### Description of the task:
Starting at the line containing "that distance. Degenerate" and ending at the line containing "t_far = t1;", print every line of the material below exactly, both ends included, and stop there.

--- Data provided ---

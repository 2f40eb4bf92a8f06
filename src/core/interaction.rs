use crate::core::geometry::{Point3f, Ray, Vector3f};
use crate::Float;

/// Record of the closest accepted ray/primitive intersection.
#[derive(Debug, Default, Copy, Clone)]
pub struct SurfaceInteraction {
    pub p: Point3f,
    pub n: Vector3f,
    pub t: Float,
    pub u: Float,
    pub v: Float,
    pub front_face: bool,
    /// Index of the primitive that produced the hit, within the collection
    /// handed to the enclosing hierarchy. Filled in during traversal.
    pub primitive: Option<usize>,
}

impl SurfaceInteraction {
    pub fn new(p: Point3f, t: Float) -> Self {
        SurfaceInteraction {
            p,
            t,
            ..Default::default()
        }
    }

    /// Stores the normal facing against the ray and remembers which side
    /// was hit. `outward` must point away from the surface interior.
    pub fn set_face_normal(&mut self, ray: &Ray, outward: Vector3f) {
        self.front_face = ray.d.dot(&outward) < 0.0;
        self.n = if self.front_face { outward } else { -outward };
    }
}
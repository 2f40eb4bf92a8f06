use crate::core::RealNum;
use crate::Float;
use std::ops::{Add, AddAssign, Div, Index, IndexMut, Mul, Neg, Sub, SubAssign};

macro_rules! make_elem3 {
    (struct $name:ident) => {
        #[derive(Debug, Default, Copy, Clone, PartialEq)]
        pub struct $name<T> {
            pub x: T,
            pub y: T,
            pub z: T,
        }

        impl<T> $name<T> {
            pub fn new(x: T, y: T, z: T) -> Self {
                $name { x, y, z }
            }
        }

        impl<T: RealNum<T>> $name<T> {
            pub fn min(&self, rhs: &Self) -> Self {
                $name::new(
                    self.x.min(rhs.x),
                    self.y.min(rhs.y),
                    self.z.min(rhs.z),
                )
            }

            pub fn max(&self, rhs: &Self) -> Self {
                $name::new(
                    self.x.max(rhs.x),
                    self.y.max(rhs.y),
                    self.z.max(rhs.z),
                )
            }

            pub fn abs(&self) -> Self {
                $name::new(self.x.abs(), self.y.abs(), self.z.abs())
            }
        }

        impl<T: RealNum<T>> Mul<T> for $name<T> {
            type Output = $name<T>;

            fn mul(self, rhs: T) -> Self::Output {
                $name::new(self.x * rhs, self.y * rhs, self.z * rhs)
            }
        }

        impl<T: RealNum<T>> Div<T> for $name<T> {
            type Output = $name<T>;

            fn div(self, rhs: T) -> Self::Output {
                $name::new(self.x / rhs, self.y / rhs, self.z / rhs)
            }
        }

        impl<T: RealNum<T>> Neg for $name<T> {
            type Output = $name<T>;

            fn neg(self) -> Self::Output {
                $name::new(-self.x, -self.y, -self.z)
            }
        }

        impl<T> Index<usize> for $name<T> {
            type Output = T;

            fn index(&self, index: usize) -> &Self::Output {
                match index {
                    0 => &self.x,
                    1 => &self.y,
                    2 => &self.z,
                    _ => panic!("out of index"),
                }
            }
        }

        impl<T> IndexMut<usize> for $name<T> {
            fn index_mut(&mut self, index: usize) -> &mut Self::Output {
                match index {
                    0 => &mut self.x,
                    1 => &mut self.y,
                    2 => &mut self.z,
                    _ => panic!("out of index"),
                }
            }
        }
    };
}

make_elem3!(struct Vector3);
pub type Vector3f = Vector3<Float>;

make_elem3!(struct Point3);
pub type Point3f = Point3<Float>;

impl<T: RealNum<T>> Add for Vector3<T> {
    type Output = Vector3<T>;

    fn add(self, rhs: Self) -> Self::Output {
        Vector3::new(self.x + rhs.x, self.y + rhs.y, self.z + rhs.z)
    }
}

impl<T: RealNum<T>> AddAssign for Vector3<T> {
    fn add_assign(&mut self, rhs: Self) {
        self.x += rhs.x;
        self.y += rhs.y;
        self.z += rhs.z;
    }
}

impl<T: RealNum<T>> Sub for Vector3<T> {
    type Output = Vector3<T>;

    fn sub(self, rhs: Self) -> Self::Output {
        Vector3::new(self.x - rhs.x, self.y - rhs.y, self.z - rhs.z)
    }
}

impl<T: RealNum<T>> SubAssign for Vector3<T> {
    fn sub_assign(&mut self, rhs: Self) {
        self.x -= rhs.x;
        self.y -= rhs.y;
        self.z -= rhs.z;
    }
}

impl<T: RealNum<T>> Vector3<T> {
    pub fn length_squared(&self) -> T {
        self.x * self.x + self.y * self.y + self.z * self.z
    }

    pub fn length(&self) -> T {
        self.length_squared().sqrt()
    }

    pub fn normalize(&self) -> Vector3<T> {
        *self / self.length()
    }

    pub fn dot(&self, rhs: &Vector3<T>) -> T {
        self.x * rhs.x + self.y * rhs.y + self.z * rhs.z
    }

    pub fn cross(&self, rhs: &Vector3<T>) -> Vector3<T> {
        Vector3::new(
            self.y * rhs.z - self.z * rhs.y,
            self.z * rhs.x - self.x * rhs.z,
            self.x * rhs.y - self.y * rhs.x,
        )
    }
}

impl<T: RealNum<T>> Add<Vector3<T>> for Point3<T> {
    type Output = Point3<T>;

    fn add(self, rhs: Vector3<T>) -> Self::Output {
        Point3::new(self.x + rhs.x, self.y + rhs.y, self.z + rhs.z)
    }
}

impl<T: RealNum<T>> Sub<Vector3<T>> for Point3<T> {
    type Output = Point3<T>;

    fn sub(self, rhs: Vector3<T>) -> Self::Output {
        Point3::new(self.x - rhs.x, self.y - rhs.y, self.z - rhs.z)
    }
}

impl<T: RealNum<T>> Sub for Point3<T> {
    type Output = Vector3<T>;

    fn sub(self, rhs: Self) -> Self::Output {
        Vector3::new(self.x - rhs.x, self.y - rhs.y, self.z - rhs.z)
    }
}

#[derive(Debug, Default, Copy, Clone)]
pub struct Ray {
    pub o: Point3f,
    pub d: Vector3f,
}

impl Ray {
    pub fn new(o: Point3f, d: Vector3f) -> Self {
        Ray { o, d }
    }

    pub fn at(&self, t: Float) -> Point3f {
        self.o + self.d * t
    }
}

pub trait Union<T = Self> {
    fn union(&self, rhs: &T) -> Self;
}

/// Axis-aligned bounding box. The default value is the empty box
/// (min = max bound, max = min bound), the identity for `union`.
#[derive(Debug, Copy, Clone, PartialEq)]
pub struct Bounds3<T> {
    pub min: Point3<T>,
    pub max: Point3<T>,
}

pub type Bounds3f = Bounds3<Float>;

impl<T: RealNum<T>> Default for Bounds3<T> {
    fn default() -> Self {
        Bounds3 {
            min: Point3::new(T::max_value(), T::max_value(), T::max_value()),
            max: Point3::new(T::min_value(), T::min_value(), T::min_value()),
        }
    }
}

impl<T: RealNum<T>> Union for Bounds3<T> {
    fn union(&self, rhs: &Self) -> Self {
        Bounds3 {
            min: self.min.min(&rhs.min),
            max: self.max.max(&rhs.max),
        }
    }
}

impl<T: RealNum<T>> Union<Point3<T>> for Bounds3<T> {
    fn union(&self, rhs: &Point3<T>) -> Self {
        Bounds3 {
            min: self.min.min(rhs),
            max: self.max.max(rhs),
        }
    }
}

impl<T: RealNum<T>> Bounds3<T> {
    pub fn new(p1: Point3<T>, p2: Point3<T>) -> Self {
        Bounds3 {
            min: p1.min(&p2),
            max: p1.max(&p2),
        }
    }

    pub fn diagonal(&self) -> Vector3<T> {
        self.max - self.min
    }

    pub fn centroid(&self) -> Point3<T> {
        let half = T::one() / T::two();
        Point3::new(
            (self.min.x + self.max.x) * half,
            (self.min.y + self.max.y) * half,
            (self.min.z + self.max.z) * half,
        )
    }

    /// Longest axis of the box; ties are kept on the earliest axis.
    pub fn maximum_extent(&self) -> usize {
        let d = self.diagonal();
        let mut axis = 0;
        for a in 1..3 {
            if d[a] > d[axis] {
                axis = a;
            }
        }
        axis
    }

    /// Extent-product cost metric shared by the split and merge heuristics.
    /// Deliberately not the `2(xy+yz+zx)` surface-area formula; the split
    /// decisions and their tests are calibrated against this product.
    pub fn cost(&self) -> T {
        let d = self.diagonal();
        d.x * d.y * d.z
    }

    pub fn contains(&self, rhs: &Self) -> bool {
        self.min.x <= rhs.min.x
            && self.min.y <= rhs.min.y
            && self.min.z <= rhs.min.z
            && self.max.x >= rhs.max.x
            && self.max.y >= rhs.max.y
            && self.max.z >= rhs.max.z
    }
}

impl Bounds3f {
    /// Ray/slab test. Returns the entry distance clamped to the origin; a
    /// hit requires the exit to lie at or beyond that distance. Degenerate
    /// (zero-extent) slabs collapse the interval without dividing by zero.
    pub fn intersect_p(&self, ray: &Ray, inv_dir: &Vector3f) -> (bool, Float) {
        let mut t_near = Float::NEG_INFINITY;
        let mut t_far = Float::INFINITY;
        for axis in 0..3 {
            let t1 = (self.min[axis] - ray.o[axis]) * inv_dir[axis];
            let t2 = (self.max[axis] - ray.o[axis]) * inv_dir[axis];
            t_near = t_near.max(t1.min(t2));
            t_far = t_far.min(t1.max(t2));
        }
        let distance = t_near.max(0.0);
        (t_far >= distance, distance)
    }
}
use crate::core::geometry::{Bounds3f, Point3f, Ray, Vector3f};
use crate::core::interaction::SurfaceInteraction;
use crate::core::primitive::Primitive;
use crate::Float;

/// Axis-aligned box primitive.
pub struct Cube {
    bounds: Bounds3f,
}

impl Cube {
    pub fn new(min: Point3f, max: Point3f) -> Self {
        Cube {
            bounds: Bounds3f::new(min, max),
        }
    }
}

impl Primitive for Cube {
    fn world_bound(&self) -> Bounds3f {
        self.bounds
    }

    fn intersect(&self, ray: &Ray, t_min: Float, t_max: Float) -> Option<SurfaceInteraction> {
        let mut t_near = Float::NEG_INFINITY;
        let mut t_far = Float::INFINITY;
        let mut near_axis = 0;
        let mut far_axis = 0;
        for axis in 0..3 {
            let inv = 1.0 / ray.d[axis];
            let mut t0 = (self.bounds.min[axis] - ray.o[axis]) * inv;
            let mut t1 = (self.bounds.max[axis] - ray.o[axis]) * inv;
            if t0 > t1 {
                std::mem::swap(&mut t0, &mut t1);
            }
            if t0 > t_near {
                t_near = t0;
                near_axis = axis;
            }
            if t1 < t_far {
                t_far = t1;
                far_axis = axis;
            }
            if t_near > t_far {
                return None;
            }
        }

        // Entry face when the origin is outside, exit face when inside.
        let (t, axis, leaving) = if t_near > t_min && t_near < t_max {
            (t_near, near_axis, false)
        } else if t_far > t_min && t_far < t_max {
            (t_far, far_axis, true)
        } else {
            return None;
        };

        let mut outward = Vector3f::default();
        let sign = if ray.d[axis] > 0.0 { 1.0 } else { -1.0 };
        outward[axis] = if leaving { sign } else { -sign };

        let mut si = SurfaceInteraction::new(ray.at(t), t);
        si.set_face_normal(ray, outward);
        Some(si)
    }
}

---

### Answer box:
    /// hit requires the exit to lie at or beyond that distance. Degenerate
    /// (zero-extent) slabs collapse the interval without dividing by zero.
    pub fn intersect_p(&self, ray: &Ray, inv_dir: &Vector3f) -> (bool, Float) {
        let mut t_near = Float::NEG_INFINITY;
        let mut t_far = Float::INFINITY;
        for axis in 0..3 {
            let t1 = (self.min[axis] - ray.o[axis]) * inv_dir[axis];
            let t2 = (self.max[axis] - ray.o[axis]) * inv_dir[axis];
            t_near = t_near.max(t1.min(t2));
            t_far = t_far.min(t1.max(t2));
        }
        let distance = t_near.max(0.0);
        (t_far >= distance, distance)
    }
}
use crate::core::geometry::{Bounds3f, Point3f, Ray, Vector3f};
use crate::core::interaction::SurfaceInteraction;
use crate::core::primitive::Primitive;
use crate::Float;

/// Axis-aligned box primitive.
pub struct Cube {
    bounds: Bounds3f,
}

impl Cube {
    pub fn new(min: Point3f, max: Point3f) -> Self {
        Cube {
            bounds: Bounds3f::new(min, max),
        }
    }
}

impl Primitive for Cube {
    fn world_bound(&self) -> Bounds3f {
        self.bounds
    }

    fn intersect(&self, ray: &Ray, t_min: Float, t_max: Float) -> Option<SurfaceInteraction> {
        let mut t_near = Float::NEG_INFINITY;
        let mut t_far = Float::INFINITY;
        let mut near_axis = 0;
        let mut far_axis = 0;
        for axis in 0..3 {
            let inv = 1.0 / ray.d[axis];
            let mut t0 = (self.bounds.min[axis] - ray.o[axis]) * inv;
            let mut t1 = (self.bounds.max[axis] - ray.o[axis]) * inv;
            if t0 > t1 {
                std::mem::swap(&mut t0, &mut t1);
            }
            if t0 > t_near {
                t_near = t0;
                near_axis = axis;
            }
            if t1 < t_far {
                t_far = t1;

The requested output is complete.